Stored data:

//! RECKON: replay a recorded sensor log through a navigation estimator.
//!
//! ```text
//! reckon -f FILE [-m | -k] [-o FILE] [--tuning FILE] [--on-invalid-fix skip|abort]
//!        [--log-level LEVEL] [--log-file FILE]
//! ```
//!
//! Exit status is 0 on success, 2 for command line errors and 1 when the run fails.

use std::error::Error;
use std::process::ExitCode;

use log::{error, info};

use reckon::config::{Command, Config, parse_args};
use reckon::logging::init_logger;
use reckon::sim::{load_samples, replay};

const USAGE: &str = "Usage: reckon -f FILE [-m | -k] [-o FILE] [--tuning FILE] \
                     [--on-invalid-fix skip|abort] [--log-level LEVEL] [--log-file FILE]\n\
                     Try 'reckon --help' for more information.";

fn run(config: &Config) -> Result<(), Box<dyn Error>> {
    for line in config.summary().lines() {
        info!("{}", line);
    }
    let mut estimator = config.build_estimator()?;
    let samples = load_samples(&config.input)?;
    info!("Loaded {} samples from {}", samples.len(), config.input.display());

    let (result, summary) = replay(&samples, estimator.as_mut(), config.invalid_fix)?;
    if let Some(output) = &config.output {
        result.to_csv(output)?;
        info!("Wrote {} records to {}", result.records.len(), output.display());
    }
    println!("{}", config.summary());
    println!("{}: {}", result.name, summary);
    Ok(())
}

fn main() -> ExitCode {
    let config = match parse_args(std::env::args_os()) {
        Ok(Command::Run(config)) => config,
        Ok(Command::Help(text)) | Ok(Command::Version(text)) => {
            print!("{}", text);
            return ExitCode::SUCCESS;
        }
        Err(e) => {
            eprintln!("reckon: {}", e);
            eprintln!("{}", USAGE);
            return ExitCode::from(2);
        }
    };
    if let Err(e) = init_logger(&config.log_level, config.log_file.as_ref()) {
        eprintln!("reckon: failed to initialize logger: {}", e);
        return ExitCode::from(1);
    }
    match run(&config) {
        Ok(()) => ExitCode::SUCCESS,
        Err(e) => {
            error!("{}", e);
            ExitCode::from(1)
        }
    }
}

Task brief
Copy out, from the records above, every line that holds the string "USAGE".

Exercise solution
const USAGE: &str = "Usage: reckon -f FILE [-m | -k] [-o FILE] [--tuning FILE] \
            eprintln!("{}", USAGE);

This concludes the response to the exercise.